On my outpost in Kandahar, we had six porta-potties for about 60 guys, which is a good ratio. We contracted out this local Afghan dude who had a vacuum truck to come and clean them every week. We called him “Bob Vila” because he had a very short, thick beard that made him look like, well, Bob Vila.

From the time I got there in late June until September he, came by and sucked out the poop. Then, one week, he just stopped coming around. Days went by, and you could start to notice the smell all over the outpost. Every time you went into a porta-potty, you could see the level of poop rising like a newly-formed land mass after a volcano eruption. A few inches a day, every day.

We asked where “Bob Vila” was, but nobody knew. We had no idea if he quit, was killed, captured. I mean, anything could happen to local people who were seen helping Americans, so we thought the worst.

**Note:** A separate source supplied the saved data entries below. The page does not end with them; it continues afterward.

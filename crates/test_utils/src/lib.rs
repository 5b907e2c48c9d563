//! Test Utilities Crate
//!
//! Provides shared test infrastructure, fixtures, and helpers for the
//! travel booking test suite.
//!
//! # Modules
//!
//! - `fixtures`: Pre-built test data for common entities
//! - `builders`: Builder patterns for catalog drafts and users
//! - `world`: Every service wired over in-memory ports and a pinned clock
//! - `assertions`: Custom assertion helpers for domain types
//! - `generators`: Property-based test data generators

pub mod assertions;
pub mod builders;
pub mod fixtures;
pub mod generators;
pub mod world;

pub use assertions::*;
pub use builders::*;
pub use fixtures::*;
pub use generators::*;
pub use world::TestWorld;
//! Tour handlers

use axum::{
    extract::{Path, Query, State},
    http::StatusCode,
    Extension, Json,
};
use validator::Validate;

use core_kernel::TourId;
use domain_catalog::{ResourceKind, ResourceRef, Tour};

use crate::auth::Claims;
use crate::dto::catalog::*;
use crate::{error::ApiError, AppState};

pub async fn create_tour(
    State(state): State<AppState>,
    Extension(claims): Extension<Claims>,
    Json(request): Json<TourRequest>,
) -> Result<(StatusCode, Json<Tour>), ApiError> {
    claims.require_admin()?;
    request.validate()?;
    let tour = state.catalog.create_tour(request.into_draft(state.currency)?).await?;
    Ok((StatusCode::CREATED, Json(tour)))
}

/// Lists tours matching the query string filters, ordered by name
pub async fn search_tours(
    State(state): State<AppState>,
    Query(params): Query<ResourceSearchParams>,
) -> Result<Json<Vec<Tour>>, ApiError> {
    let query = params.into_query(ResourceKind::Tour)?;
    let tours = state
        .catalog
        .find(&query)
        .await?
        .into_iter()
        .filter_map(|r| r.into_tour())
        .collect();
    Ok(Json(tours))
}

pub async fn get_tour(
    State(state): State<AppState>,
    Path(id): Path<TourId>,
) -> Result<Json<Tour>, ApiError> {
    Ok(Json(state.catalog.get_tour(id).await?))
}

pub async fn update_tour(
    State(state): State<AppState>,
    Extension(claims): Extension<Claims>,
    Path(id): Path<TourId>,
    Json(request): Json<TourRequest>,
) -> Result<Json<Tour>, ApiError> {
    claims.require_admin()?;
    request.validate()?;
    let tour = state.catalog.update_tour(id, request.into_draft(state.currency)?).await?;
    Ok(Json(tour))
}

pub async fn delete_tour(
    State(state): State<AppState>,
    Extension(claims): Extension<Claims>,
    Path(id): Path<TourId>,
) -> Result<StatusCode, ApiError> {
    claims.require_admin()?;
    state.catalog.delete_resource(ResourceRef::Tour(id)).await?;
    Ok(StatusCode::NO_CONTENT)
}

Eventually, two weeks go by and all six stalls are filled right up to the rim. Guys were squatting on top of the seats because if you sat down normally you’d end up pooping in yourself. It was literally over max capacity in every stall. Flies were everywhere. Guys only took shits when they were about ready to burst. Some guys just quit using them all together and started using empty ammo cans. Luckily we were a mortar platoon and mortar cans are rather large and perfect squatting height; at one point in the deployment, we had rows of ammo cans by the mortar pit and another row of ammo cans waaaay back off to the side of the outpost where everyone started doing their business.

It was … a mess.

Then one day salvation arrived. Or rather, returned. “Bob Vila” and his truck rolled back in. You would have thought we caught bin Laden, everyone was so excited. He had to make two trips to clean out all six stalls, but he eventually got them good as new again and we went back to shitting like normal humans. Before he left we asked him where he’d been. “Vacation,” he said.

Where an Afghan poop cleaner goes on vacation I don’t know, but it better have been worth it.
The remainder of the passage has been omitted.